Banks that are concerned about potential fair lending claims if they refuse to make residential mortgage loans that are not “qualified mortgages” or “qualified residential mortgage loans” should be equally concerned about the new proposed bank capital rules. On June 7, 2012, the Federal Reserve approved for publication three sets of proposed regulations to revise the risk based capital rules for banks to make them consistent with the new international capital standard, generally known as Basel III, and certain requirements of the Dodd-Frank Act. The Office of the Comptroller of the Currency and the Federal Deposit Insurance Corporation followed suit on June 12, 2012. Conventional residential mortgage loans with loan-to-value ratios in excess of 80%, regardless of the presence of private mortgage insurance, could trigger material adverse capital requirements if the loans are held for investment and do not comply with certain regulatory underwriting criteria. Such loans could present the legal risk of loss under the “ability to repay” rules, the credit risk of loss under the “risk retention” rules and now increased capital charges under the implementation of Basel III.
Given the interagency nature of the proposed rulemaking, the proposed rules would apply to all FDIC-insured institutions and national banks in the United States, as well as bank holding companies (other than small bank holding companies) and all thrift holding companies. Although these proposed rules would not apply to credit unions, the National Credit Union Administration, the federal regulator for credit unions, has historically implemented credit union net worth requirements that closely track bank capital requirements, making the proposed bank capital rules a harbinger for future credit union net worth requirements.

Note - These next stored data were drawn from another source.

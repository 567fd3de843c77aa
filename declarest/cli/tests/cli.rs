use assert_cmd::cargo::cargo_bin_cmd;
use predicates::prelude::*;
use serde_json::{Value, json};
use std::path::{Path, PathBuf};
use tempfile::TempDir;
use wiremock::matchers::{method, path, query_param};
use wiremock::{Mock, MockServer, ResponseTemplate};

const API_YAML: &str = r#"
defaults:
  base_url: /api
endpoints:
  users: {}
  posts:
    url: users/:user/posts/:id
    merge_default_params: true
    params:
      user: '@author.id'
    merge_default_actions: true
    actions:
      publish:
        method: POST
        url: publish
"#;

fn write_config(dir: &TempDir) -> PathBuf {
    let path = dir.path().join("api.yaml");
    std::fs::write(&path, API_YAML).unwrap();
    path
}

fn stdout_json(output: &[u8]) -> Value {
    serde_json::from_slice(output).unwrap()
}

// ============================================================================
// Help
// ============================================================================

#[test]
fn test_help_mentions_subcommands() {
    cargo_bin_cmd!("declarest")
        .arg("--help")
        .assert()
        .success()
        .stdout(predicate::str::contains("list"))
        .stdout(predicate::str::contains("render"))
        .stdout(predicate::str::contains("call"));
}

// ============================================================================
// list
// ============================================================================

#[test]
fn test_list_shows_endpoints_and_actions() {
    let dir = TempDir::new().unwrap();
    let config = write_config(&dir);

    cargo_bin_cmd!("declarest")
        .arg("list")
        .arg(&config)
        .assert()
        .success()
        .stdout(predicate::str::contains("users /api/users/:id"))
        .stdout(predicate::str::contains("posts /api/users/:user/posts/:id"))
        .stdout(predicate::str::is_match(r"POST\s+publish\s+/api/users/:user/posts/:id/publish").unwrap())
        .stdout(predicate::str::is_match(r"DELETE\s+delete\s+/api/users/:id").unwrap());
}

#[test]
fn test_list_missing_config_fails() {
    cargo_bin_cmd!("declarest")
        .args(["list", "/no/such/api.yaml"])
        .assert()
        .failure()
        .stderr(predicate::str::contains("Failed to load API definition"));
}

// ============================================================================
// render
// ============================================================================

fn render(config: &Path, args: &[&str]) -> Value {
    let output = cargo_bin_cmd!("declarest")
        .arg("render")
        .arg(config)
        .args(args)
        .output()
        .unwrap();
    assert!(output.status.success(), "stderr: {}", String::from_utf8_lossy(&output.stderr));
    stdout_json(&output.stdout)
}

#[test]
fn test_render_get_with_param() {
    let dir = TempDir::new().unwrap();
    let config = write_config(&dir);

    let request = render(&config, &["users", "get", "-p", "id=7"]);
    assert_eq!(request, json!({"method": "GET", "url": "/api/users/7"}));
}

#[test]
fn test_render_keeps_long_numeric_id_verbatim() {
    let dir = TempDir::new().unwrap();
    let config = write_config(&dir);

    let request = render(&config, &["users", "get", "-p", "id=123456789012345678901234"]);
    assert_eq!(request["url"], json!("/api/users/123456789012345678901234"));

    let request = render(&config, &["users", "get", "-p", "id=1e3"]);
    assert_eq!(request["url"], json!("/api/users/1e3"));
}

#[test]
fn test_render_query_params() {
    let dir = TempDir::new().unwrap();
    let config = write_config(&dir);

    let request = render(&config, &["users", "query", "-p", "page=2", "-p", "sort=name"]);
    assert_eq!(request["url"], json!("/api/users"));
    assert_eq!(request["params"], json!({"page": 2, "sort": "name"}));
}

#[test]
fn test_render_update_takes_id_from_data() {
    let dir = TempDir::new().unwrap();
    let config = write_config(&dir);

    let request = render(
        &config,
        &["posts", "update", "--data", r#"{"id": 3, "author": {"id": 9}, "title": "t"}"#],
    );
    assert_eq!(request["method"], json!("PUT"));
    assert_eq!(request["url"], json!("/api/users/9/posts/3"));
    assert_eq!(request["data"]["title"], json!("t"));
}

#[test]
fn test_render_unknown_endpoint_fails() {
    let dir = TempDir::new().unwrap();
    let config = write_config(&dir);

    cargo_bin_cmd!("declarest")
        .arg("render")
        .arg(&config)
        .args(["groups", "get"])
        .assert()
        .failure()
        .stderr(predicate::str::contains("Unknown endpoint: groups"));
}

#[test]
fn test_render_bad_param_fails() {
    let dir = TempDir::new().unwrap();
    let config = write_config(&dir);

    cargo_bin_cmd!("declarest")
        .arg("render")
        .arg(&config)
        .args(["users", "get", "-p", "novalue"])
        .assert()
        .failure()
        .stderr(predicate::str::contains("expected KEY=VALUE"));
}

// ============================================================================
// call
// ============================================================================

#[tokio::test]
async fn test_call_prints_response() {
    let server = MockServer::start().await;
    Mock::given(method("GET"))
        .and(path("/api/users/5/posts"))
        .and(query_param("draft", "false"))
        .respond_with(ResponseTemplate::new(200).set_body_json(json!([{"id": 1, "title": "a"}])))
        .expect(1)
        .mount(&server)
        .await;

    let dir = TempDir::new().unwrap();
    let config = write_config(&dir);
    let base_url = server.uri();

    let output = tokio::task::spawn_blocking(move || {
        cargo_bin_cmd!("declarest")
            .arg("call")
            .arg(&config)
            .args(["posts", "query", "-p", "user=5", "-p", "draft=false"])
            .args(["--base-url", &base_url, "--dedupe"])
            .output()
            .unwrap()
    })
    .await
    .unwrap();

    assert!(output.status.success(), "stderr: {}", String::from_utf8_lossy(&output.stderr));
    assert_eq!(stdout_json(&output.stdout), json!([{"id": 1, "title": "a"}]));
}

#[tokio::test]
async fn test_call_http_error_fails() {
    let server = MockServer::start().await;
    Mock::given(method("DELETE"))
        .and(path("/api/users/1"))
        .respond_with(ResponseTemplate::new(500))
        .mount(&server)
        .await;

    let dir = TempDir::new().unwrap();
    let config = write_config(&dir);
    let base_url = server.uri();

    let output = tokio::task::spawn_blocking(move || {
        cargo_bin_cmd!("declarest")
            .arg("call")
            .arg(&config)
            .args(["users", "delete", "-p", "id=1", "--base-url", &base_url])
            .output()
            .unwrap()
    })
    .await
    .unwrap();

    assert!(!output.status.success());
    assert!(String::from_utf8_lossy(&output.stderr).contains("HTTP 500 for DELETE /api/users/1"));
}
//! In-flight request de-duplication.

use std::collections::HashMap;
use std::sync::{Arc, Mutex, MutexGuard, PoisonError};

use futures::FutureExt;
use futures::future::{self, BoxFuture, Shared};
use serde_json::Value;
use tracing::debug;
use xxhash_rust::xxh64::xxh64;

use super::{Transport, TransportResponse};
use crate::error::{ClientError, ErrorResponse};
use crate::request::RequestConfig;

/// Status of a rejected duplicate when the request does not name one.
pub const DEFAULT_REJECT_STATUS: u16 = 400;

type SharedResponse = Shared<BoxFuture<'static, Result<TransportResponse, ClientError>>>;
type PendingMap = HashMap<u64, SharedResponse>;

/// Fingerprint of a request: method, URL, query and body.
///
/// Headers and flags are not part of the key.
pub fn request_key(request: &RequestConfig) -> u64 {
    let mut buf = String::with_capacity(request.url.len() + 32);
    buf.push_str(&request.method.to_string());
    buf.push('\n');
    buf.push_str(&request.url);
    buf.push('\n');
    if let Some(params) = &request.params {
        buf.push_str(&Value::Object(params.clone()).to_string());
    }
    buf.push('\n');
    if let Some(data) = &request.data {
        buf.push_str(&data.to_string());
    }
    xxh64(buf.as_bytes(), 0)
}

/// Shares one in-flight request between identical callers.
///
/// While a request is pending, an identical request (same
/// [`request_key`]) does not reach the wrapped transport: it either joins
/// the pending result or, with `reject_duplicate_request`, fails straight
/// away with [`ClientError::DuplicateRequest`]. Requests flagged
/// `ignore_duplicate_request` always go through. An entry is dropped as soon
/// as its request settles, successfully or not.
///
/// ## Examples
///
/// ```rust
/// use declarest::{DuplicateRequestsFilter, HttpTransport};
///
/// let http = HttpTransport::new("https://api.example.com".parse().unwrap()).unwrap();
/// let filter = DuplicateRequestsFilter::new(http);
/// assert_eq!(filter.pending_count(), 0);
/// ```
pub struct DuplicateRequestsFilter<T> {
    inner: Arc<T>,
    pending: Arc<Mutex<PendingMap>>,
}

impl<T> Clone for DuplicateRequestsFilter<T> {
    fn clone(&self) -> Self {
        Self {
            inner: Arc::clone(&self.inner),
            pending: Arc::clone(&self.pending),
        }
    }
}

impl<T> std::fmt::Debug for DuplicateRequestsFilter<T> {
    fn fmt(&self, f: &mut std::fmt::Formatter<'_>) -> std::fmt::Result {
        f.debug_struct("DuplicateRequestsFilter")
            .field("pending", &self.pending_count())
            .finish()
    }
}

impl<T> DuplicateRequestsFilter<T> {
    pub fn new(inner: T) -> Self {
        Self {
            inner: Arc::new(inner),
            pending: Arc::new(Mutex::new(HashMap::new())),
        }
    }

    pub fn inner(&self) -> &T {
        &self.inner
    }

    /// Number of requests currently in flight.
    pub fn pending_count(&self) -> usize {
        lock(&self.pending).len()
    }
}

impl<T: Transport + 'static> Transport for DuplicateRequestsFilter<T> {
    fn send(&self, request: RequestConfig) -> BoxFuture<'static, Result<TransportResponse, ClientError>> {
        if request.ignore_duplicate_request {
            return self.inner.send(request);
        }

        let key = request_key(&request);
        let mut pending = lock(&self.pending);

        if let Some(in_flight) = pending.get(&key) {
            if request.reject_duplicate_request {
                let status = request
                    .reject_duplicate_status_code
                    .unwrap_or(DEFAULT_REJECT_STATUS);
                debug!(method = %request.method, url = %request.url, status, "Rejecting duplicate request");
                let rejected = ClientError::DuplicateRequest(ErrorResponse {
                    status,
                    headers: Default::default(),
                    data: Value::Null,
                    config: request,
                });
                return future::ready(Err(rejected)).boxed();
            }
            debug!(method = %request.method, url = %request.url, "Joining in-flight request");
            return in_flight.clone().boxed();
        }

        let registry = Arc::clone(&self.pending);
        let send = self.inner.send(request);
        let shared = async move {
            let result = send.await;
            lock(&registry).remove(&key);
            result
        }
        .boxed()
        .shared();

        pending.insert(key, shared.clone());
        shared.boxed()
    }
}

fn lock(pending: &Mutex<PendingMap>) -> MutexGuard<'_, PendingMap> {
    pending.lock().unwrap_or_else(PoisonError::into_inner)
}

Among the most significant changes in these far-reaching proposals relate to the capital treatment of mortgage loans, mortgage backed securities and mortgage servicing rights assets held by banks. These rules would vary the amount of capital banks must hold against residential mortgage loans based upon loan-to-value ratios and compliance with regulatory underwriting criteria. They would also impose significant restrictions on the inclusion of mortgage servicing rights in capital. Following the qualified mortgage rules under the Truth in Lending Act and the exemption from risk retention for securitizations of qualified residential mortgages, the new capital rules are one more step in what appears to be an orchestrated campaign of pushing banks to originate plain vanilla residential mortgage loan products. These rules may also affect non-bank lenders through their effect on the market for mortgage products.